From the listing below, extract every line containing "BTreeMap".

----

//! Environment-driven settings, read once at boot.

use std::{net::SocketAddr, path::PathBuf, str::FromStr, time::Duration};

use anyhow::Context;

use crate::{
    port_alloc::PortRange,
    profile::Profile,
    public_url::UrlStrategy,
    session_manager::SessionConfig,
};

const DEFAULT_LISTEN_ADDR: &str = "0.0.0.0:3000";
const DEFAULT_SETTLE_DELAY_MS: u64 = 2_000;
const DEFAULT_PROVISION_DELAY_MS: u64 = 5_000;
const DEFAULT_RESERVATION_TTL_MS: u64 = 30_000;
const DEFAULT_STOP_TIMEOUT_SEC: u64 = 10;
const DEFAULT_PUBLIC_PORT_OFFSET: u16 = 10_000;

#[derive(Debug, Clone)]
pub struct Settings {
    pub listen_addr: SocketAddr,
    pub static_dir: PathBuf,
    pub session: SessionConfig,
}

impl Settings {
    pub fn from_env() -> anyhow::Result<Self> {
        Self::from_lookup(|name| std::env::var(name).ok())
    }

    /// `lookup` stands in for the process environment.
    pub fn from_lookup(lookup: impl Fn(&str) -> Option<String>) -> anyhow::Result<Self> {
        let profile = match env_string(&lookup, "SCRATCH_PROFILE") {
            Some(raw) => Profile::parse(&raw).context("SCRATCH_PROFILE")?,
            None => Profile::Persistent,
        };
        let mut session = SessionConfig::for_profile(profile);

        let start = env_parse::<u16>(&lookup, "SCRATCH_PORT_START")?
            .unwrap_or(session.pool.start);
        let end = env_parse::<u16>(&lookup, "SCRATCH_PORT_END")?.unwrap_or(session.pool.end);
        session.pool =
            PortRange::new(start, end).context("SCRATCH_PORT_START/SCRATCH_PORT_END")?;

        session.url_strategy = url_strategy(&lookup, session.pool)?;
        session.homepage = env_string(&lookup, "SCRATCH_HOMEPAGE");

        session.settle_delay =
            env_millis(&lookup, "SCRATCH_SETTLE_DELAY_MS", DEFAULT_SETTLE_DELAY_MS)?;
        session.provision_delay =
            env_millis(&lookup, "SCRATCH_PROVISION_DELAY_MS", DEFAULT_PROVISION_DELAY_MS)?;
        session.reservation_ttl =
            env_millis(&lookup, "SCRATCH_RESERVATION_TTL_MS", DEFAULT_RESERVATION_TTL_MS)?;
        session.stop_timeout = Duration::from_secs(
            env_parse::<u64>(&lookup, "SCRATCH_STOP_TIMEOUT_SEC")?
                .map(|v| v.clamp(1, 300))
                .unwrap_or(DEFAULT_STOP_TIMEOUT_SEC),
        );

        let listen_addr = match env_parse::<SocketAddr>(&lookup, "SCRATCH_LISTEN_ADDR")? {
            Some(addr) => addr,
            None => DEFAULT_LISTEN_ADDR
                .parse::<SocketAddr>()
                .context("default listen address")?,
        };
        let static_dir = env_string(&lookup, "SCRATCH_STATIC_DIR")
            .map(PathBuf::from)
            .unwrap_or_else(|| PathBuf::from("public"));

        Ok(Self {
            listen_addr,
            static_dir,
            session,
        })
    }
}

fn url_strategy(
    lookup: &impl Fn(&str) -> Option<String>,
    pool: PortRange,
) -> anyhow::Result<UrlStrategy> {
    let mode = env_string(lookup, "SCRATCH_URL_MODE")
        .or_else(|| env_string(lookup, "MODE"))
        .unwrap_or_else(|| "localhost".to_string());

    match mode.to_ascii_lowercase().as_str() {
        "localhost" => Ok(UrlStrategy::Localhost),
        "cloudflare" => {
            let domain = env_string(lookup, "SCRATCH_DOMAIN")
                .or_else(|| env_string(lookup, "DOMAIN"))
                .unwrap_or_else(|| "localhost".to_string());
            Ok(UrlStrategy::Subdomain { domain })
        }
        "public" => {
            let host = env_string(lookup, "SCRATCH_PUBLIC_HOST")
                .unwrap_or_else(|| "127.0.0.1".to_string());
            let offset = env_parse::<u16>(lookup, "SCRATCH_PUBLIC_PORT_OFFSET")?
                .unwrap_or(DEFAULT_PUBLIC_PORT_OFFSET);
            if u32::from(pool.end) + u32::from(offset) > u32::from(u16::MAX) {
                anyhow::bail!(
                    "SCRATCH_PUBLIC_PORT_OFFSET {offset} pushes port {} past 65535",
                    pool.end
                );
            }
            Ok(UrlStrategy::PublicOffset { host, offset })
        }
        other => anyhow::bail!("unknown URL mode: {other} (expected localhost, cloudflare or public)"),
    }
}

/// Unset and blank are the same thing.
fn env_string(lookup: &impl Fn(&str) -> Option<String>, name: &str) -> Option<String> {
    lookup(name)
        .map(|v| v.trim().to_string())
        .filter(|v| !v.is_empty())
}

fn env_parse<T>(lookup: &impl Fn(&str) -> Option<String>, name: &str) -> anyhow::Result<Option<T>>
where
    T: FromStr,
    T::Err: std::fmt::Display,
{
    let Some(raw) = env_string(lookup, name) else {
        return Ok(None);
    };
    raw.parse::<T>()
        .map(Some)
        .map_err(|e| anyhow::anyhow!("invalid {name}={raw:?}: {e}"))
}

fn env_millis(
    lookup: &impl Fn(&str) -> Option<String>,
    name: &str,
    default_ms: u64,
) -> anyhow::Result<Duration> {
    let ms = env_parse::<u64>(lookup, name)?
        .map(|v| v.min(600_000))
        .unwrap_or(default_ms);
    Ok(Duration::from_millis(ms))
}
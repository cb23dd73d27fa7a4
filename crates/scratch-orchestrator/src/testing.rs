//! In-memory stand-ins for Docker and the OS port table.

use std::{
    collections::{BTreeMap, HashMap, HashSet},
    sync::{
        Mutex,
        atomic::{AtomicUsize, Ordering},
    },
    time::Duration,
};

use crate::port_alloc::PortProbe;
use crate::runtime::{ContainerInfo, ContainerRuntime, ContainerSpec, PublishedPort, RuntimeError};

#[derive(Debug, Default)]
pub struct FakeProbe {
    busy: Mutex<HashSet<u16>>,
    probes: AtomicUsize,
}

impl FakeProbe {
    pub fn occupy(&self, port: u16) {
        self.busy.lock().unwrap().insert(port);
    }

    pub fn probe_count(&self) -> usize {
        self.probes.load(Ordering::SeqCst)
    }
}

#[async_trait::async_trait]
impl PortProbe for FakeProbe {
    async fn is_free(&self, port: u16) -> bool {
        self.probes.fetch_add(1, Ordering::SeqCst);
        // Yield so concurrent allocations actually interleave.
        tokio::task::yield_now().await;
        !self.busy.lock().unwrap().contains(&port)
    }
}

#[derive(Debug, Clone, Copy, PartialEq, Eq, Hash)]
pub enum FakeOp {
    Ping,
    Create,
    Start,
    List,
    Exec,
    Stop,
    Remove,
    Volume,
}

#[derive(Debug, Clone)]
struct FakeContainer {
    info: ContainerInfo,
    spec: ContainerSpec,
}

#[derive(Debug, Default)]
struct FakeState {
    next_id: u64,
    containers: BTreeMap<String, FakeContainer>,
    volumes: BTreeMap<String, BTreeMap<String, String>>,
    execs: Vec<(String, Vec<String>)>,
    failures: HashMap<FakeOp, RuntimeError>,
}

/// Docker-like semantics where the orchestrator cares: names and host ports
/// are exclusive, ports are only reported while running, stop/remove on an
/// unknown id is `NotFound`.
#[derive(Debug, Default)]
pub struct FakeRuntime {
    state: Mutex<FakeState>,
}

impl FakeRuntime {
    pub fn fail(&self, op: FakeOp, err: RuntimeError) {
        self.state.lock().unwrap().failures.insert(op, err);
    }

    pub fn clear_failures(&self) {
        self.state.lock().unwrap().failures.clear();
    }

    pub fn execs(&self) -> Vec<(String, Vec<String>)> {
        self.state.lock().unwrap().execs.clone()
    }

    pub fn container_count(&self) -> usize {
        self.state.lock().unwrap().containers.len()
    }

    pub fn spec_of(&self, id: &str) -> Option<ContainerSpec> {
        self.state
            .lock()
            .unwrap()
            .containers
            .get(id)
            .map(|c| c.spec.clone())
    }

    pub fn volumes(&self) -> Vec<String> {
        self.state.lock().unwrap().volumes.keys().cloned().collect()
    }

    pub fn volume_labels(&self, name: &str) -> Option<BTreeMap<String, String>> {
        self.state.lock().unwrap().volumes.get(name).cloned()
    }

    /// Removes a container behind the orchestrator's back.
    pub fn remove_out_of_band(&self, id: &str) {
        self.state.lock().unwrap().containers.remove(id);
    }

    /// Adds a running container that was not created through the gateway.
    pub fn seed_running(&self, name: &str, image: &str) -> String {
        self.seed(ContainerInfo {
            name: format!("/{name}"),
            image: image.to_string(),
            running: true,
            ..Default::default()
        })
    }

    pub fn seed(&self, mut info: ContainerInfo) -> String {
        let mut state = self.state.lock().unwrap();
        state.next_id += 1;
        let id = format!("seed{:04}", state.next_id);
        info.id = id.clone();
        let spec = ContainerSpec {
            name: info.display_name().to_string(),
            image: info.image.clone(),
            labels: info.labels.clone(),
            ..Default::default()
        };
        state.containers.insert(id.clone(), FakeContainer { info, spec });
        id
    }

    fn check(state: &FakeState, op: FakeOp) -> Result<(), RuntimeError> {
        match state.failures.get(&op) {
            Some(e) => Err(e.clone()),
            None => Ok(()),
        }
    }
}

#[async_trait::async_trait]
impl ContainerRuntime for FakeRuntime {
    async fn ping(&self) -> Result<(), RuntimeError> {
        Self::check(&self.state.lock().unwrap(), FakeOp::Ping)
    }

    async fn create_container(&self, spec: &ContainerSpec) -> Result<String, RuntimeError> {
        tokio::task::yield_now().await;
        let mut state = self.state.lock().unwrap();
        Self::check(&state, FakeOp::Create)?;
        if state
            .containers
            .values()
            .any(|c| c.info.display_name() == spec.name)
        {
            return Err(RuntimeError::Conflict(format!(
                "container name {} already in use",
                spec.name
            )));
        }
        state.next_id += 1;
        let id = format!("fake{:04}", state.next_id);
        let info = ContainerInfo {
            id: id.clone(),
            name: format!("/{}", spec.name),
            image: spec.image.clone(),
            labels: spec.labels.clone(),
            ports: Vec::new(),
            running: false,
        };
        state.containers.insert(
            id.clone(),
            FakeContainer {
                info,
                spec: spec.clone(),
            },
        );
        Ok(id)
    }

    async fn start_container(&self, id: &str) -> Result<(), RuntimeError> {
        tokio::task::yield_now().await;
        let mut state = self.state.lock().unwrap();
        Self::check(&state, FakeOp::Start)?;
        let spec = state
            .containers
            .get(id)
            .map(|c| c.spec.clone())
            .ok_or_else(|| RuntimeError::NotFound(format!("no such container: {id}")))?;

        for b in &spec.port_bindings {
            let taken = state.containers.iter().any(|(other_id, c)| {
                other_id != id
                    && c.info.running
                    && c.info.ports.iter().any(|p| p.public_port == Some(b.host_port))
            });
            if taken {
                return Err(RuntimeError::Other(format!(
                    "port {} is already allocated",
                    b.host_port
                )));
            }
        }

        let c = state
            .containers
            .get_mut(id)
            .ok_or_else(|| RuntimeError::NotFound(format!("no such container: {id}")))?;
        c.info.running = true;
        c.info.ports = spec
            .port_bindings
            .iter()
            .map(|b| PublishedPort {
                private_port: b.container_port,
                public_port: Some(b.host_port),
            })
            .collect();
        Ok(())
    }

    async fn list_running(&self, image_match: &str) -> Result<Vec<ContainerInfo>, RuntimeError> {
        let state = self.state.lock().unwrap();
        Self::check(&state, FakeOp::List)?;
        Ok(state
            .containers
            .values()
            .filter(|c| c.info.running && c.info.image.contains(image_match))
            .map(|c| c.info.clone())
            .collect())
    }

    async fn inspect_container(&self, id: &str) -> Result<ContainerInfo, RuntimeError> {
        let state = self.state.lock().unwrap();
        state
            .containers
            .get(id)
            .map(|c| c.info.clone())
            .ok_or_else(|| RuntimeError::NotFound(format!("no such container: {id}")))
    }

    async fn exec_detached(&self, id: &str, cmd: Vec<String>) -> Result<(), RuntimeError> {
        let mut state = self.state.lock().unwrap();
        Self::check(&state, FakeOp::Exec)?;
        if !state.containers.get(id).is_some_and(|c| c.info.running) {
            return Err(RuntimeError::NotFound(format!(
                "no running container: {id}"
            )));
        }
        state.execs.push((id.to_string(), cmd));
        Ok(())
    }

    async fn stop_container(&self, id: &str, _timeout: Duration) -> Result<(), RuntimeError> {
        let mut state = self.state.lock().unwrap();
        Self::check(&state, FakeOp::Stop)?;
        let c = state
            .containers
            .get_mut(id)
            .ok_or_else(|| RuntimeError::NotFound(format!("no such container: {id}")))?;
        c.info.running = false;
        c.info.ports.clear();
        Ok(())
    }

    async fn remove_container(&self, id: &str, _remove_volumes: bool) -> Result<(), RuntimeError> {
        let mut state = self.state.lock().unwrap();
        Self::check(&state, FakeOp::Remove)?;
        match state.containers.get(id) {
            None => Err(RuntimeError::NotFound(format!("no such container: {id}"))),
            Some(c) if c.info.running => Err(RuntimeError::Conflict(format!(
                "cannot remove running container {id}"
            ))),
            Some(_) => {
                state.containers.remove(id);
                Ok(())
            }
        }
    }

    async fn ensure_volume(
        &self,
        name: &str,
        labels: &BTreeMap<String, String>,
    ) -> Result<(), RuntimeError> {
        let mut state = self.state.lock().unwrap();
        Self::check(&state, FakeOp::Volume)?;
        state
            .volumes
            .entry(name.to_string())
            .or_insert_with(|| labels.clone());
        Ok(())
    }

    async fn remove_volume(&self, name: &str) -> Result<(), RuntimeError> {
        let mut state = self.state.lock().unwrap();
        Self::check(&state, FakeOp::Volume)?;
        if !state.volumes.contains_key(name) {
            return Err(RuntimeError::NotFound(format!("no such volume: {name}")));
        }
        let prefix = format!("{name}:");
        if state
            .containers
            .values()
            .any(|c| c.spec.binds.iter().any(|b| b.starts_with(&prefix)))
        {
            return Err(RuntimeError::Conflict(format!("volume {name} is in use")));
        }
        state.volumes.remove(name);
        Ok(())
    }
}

----

#### Final answer:
    collections::{BTreeMap, HashMap, HashSet},
    containers: BTreeMap<String, FakeContainer>,
    volumes: BTreeMap<String, BTreeMap<String, String>>,
    pub fn volume_labels(&self, name: &str) -> Option<BTreeMap<String, String>> {
        labels: &BTreeMap<String, String>,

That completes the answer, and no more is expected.